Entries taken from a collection
>>

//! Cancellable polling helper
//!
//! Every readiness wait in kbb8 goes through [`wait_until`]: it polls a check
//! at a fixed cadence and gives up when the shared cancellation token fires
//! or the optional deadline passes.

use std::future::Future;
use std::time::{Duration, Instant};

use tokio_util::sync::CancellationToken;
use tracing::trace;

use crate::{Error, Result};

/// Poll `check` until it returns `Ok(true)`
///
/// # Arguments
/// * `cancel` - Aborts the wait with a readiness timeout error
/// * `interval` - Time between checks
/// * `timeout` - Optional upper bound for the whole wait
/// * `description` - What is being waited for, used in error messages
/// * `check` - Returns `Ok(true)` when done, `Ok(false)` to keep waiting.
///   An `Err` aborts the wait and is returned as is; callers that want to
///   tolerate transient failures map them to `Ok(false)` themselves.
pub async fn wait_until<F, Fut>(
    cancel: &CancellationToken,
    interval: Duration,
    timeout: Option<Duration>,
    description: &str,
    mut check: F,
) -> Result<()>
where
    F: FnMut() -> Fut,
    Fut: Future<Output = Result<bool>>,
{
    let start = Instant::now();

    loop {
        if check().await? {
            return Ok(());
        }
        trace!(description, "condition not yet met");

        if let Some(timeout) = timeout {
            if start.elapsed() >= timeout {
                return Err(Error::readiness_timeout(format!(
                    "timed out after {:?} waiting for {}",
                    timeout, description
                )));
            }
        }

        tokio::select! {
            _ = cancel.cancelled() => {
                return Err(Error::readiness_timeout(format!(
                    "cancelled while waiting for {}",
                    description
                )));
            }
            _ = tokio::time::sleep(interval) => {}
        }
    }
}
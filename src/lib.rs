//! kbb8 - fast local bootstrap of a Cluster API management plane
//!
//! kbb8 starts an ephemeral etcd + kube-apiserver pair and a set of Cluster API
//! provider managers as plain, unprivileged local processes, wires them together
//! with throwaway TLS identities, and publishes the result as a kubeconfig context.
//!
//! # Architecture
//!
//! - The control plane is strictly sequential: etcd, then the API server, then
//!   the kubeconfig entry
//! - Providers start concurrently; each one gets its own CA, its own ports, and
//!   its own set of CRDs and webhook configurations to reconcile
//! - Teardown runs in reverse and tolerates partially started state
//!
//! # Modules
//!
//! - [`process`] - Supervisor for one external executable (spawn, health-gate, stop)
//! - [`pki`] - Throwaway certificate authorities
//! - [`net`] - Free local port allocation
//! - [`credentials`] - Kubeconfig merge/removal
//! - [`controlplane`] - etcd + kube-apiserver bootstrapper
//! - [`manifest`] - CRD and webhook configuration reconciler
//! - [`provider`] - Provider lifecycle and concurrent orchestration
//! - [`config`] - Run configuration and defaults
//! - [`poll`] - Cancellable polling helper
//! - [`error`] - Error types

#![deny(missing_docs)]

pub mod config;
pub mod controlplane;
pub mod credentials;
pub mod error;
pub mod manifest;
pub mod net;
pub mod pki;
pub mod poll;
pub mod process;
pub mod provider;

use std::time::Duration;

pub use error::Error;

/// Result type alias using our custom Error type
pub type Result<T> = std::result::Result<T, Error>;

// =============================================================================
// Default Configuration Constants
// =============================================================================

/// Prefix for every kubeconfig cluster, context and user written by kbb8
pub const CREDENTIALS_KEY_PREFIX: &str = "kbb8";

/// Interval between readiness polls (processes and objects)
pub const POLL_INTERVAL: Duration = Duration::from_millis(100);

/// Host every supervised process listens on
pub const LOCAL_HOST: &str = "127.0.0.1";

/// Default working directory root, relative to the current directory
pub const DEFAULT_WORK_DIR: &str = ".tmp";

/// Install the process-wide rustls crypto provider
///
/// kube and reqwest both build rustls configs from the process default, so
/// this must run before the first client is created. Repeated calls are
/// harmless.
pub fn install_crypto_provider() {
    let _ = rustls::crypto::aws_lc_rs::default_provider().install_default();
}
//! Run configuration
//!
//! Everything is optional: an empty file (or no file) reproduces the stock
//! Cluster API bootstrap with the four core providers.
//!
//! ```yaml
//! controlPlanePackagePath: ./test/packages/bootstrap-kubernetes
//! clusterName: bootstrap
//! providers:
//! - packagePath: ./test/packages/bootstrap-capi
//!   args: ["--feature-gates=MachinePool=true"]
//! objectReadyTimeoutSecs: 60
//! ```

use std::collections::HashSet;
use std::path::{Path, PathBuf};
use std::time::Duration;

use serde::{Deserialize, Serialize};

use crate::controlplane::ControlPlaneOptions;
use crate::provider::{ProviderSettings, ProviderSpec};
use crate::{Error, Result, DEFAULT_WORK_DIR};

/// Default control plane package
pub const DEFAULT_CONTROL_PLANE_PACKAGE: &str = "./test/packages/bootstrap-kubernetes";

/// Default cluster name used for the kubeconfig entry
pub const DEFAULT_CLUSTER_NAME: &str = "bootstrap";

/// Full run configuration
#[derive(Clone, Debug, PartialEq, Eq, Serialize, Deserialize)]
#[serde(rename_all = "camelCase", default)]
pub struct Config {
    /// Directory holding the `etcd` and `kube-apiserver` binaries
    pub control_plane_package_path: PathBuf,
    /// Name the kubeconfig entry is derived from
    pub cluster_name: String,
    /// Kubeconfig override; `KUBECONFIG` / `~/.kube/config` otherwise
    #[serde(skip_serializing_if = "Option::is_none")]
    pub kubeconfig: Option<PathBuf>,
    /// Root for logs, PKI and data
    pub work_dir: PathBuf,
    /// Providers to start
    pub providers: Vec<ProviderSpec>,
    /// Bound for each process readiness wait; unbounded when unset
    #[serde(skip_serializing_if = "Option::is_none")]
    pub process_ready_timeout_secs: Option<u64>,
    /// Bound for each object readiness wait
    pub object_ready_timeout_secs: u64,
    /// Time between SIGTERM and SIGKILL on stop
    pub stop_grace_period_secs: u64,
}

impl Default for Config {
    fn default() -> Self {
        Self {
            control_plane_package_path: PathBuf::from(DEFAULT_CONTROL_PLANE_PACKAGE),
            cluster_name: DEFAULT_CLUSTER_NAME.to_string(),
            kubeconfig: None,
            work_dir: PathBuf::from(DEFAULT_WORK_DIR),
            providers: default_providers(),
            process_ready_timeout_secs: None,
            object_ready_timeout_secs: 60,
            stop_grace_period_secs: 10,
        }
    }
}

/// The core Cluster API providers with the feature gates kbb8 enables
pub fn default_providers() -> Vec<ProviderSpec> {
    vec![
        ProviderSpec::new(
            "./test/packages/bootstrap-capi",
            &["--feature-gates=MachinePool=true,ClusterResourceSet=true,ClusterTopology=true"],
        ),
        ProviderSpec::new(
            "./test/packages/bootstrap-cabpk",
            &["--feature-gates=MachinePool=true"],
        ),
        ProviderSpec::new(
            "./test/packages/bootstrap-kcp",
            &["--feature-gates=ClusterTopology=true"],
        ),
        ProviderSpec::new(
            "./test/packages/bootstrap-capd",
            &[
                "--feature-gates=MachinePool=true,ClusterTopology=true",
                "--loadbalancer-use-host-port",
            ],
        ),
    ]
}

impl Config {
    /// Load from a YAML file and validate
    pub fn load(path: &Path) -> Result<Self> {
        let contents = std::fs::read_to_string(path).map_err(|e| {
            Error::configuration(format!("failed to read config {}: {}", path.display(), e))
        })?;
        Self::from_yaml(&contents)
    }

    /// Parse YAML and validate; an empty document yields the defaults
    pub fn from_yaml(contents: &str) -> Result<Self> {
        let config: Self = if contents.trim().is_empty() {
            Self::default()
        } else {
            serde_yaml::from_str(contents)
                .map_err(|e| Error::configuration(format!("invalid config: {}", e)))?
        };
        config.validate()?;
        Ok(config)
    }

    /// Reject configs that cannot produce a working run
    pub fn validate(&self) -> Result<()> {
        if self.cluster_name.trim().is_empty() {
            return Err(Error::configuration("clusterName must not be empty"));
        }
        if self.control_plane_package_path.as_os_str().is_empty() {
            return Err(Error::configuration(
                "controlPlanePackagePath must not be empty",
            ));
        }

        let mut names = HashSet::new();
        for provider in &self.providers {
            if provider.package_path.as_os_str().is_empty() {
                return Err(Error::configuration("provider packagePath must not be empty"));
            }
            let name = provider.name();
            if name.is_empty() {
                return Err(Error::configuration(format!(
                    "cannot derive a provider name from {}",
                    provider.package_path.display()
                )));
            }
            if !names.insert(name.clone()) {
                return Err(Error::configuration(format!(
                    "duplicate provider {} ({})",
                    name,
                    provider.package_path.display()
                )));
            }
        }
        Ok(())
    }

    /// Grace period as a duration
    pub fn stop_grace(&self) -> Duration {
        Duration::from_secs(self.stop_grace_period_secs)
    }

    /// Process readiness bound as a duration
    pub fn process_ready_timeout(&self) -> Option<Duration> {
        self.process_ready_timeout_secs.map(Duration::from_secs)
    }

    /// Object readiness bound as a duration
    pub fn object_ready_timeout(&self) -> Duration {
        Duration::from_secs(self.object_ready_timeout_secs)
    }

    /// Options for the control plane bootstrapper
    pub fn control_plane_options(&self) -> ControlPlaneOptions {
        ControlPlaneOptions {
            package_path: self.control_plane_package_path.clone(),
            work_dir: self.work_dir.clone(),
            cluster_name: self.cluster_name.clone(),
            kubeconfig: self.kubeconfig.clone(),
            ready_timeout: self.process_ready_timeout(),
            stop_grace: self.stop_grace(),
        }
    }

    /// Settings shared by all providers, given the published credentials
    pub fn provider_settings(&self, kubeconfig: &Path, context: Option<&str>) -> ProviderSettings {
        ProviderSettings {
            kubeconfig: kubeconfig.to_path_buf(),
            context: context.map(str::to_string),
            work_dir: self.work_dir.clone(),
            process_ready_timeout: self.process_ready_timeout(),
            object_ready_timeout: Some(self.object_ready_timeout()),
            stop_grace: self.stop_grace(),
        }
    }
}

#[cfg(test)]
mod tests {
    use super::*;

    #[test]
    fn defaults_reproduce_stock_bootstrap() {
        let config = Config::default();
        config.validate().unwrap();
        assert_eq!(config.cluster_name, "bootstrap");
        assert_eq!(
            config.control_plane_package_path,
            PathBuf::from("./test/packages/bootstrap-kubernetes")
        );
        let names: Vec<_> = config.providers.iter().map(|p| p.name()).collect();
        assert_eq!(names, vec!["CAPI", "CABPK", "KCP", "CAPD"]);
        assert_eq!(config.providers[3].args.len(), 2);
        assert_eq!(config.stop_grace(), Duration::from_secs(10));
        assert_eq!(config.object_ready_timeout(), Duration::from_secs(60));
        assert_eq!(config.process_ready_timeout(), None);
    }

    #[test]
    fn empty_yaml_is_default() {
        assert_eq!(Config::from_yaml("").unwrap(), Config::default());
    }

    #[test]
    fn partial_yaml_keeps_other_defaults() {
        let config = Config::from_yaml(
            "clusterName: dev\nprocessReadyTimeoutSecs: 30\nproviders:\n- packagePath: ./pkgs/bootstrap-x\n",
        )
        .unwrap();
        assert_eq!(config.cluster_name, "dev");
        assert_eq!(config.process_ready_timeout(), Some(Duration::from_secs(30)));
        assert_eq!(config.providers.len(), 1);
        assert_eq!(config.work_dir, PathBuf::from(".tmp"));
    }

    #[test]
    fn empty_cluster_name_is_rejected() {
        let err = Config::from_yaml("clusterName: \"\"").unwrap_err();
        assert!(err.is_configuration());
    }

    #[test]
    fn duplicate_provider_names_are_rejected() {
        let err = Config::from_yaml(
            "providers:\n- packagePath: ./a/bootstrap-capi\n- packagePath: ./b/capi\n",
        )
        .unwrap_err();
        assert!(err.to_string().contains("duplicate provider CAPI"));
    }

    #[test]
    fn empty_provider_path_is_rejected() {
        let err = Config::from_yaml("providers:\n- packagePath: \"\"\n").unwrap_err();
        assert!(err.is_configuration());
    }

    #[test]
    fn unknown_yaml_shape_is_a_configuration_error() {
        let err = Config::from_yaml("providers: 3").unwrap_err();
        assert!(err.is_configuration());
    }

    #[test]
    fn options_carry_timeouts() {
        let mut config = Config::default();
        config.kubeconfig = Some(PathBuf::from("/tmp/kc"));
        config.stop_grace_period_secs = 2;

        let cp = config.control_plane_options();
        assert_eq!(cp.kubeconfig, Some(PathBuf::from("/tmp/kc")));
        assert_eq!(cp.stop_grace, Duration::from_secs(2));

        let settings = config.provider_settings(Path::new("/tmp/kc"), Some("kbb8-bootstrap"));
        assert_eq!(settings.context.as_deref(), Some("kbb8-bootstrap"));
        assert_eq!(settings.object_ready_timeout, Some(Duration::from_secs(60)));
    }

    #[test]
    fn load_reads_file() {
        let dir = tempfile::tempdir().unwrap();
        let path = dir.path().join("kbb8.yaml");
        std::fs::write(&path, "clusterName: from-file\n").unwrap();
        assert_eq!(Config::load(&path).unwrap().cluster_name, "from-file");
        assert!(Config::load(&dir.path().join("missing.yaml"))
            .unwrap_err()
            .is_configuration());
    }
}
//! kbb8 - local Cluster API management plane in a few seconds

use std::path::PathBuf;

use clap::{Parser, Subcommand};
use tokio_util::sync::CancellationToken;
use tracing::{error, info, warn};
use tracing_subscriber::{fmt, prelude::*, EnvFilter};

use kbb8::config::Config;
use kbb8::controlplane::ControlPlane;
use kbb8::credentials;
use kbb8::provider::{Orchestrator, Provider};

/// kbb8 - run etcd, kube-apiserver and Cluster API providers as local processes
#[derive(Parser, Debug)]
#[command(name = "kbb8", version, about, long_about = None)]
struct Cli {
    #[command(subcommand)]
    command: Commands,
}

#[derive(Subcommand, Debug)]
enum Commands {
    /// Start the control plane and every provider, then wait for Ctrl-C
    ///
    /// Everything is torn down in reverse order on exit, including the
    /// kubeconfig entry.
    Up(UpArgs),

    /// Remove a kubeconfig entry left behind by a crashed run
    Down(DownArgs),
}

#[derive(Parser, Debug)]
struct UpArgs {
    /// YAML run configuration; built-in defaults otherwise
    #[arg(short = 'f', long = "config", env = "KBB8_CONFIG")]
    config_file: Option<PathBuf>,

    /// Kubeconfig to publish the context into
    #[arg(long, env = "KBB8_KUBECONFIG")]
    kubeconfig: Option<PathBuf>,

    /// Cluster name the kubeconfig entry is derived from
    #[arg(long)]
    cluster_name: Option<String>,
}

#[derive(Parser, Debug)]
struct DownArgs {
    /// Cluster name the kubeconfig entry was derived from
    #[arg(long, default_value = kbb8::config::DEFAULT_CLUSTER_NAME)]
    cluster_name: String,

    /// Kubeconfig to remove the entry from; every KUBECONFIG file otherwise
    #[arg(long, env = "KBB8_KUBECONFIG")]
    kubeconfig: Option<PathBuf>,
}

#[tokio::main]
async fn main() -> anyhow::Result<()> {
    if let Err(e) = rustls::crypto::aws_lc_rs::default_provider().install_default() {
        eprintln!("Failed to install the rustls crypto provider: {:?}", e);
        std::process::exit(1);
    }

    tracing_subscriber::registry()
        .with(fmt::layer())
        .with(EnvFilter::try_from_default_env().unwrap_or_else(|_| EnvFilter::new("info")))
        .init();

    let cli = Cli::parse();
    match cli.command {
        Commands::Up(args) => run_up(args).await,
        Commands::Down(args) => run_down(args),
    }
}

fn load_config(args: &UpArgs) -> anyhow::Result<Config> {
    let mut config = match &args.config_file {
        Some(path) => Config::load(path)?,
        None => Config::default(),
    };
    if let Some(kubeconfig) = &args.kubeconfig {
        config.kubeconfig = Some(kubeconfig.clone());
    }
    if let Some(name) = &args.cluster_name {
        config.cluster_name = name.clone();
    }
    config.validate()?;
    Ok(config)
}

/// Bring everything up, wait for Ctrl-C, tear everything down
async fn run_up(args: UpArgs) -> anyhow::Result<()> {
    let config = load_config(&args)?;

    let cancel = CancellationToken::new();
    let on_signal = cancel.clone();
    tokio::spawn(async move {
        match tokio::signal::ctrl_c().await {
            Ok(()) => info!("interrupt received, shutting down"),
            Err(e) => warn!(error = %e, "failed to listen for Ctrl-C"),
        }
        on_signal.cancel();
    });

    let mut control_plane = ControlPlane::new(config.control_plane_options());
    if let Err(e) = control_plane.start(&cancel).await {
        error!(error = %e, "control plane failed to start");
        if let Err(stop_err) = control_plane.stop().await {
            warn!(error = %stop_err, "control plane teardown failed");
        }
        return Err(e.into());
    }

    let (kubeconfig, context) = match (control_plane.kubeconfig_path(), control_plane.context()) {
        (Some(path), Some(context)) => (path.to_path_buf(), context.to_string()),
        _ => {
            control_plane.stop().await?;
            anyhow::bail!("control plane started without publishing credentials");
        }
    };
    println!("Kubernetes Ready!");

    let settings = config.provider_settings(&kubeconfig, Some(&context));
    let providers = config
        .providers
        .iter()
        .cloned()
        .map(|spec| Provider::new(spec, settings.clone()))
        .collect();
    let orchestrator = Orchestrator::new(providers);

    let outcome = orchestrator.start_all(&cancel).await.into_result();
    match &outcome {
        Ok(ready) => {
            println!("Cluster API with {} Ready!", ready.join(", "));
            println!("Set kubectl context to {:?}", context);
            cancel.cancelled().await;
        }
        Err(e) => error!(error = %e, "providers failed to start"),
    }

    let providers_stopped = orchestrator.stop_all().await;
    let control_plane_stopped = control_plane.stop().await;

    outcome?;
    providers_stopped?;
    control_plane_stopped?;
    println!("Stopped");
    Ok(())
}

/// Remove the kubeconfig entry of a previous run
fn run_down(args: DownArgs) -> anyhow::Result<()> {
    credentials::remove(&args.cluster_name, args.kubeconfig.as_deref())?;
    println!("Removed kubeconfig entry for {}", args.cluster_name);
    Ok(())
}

<<

» Exercise directions
Filter the entries down to the lines containing "used". Copy each of those lines.

» Answer below
/// * `description` - What is being waited for, used in error messages
/// Default cluster name used for the kubeconfig entry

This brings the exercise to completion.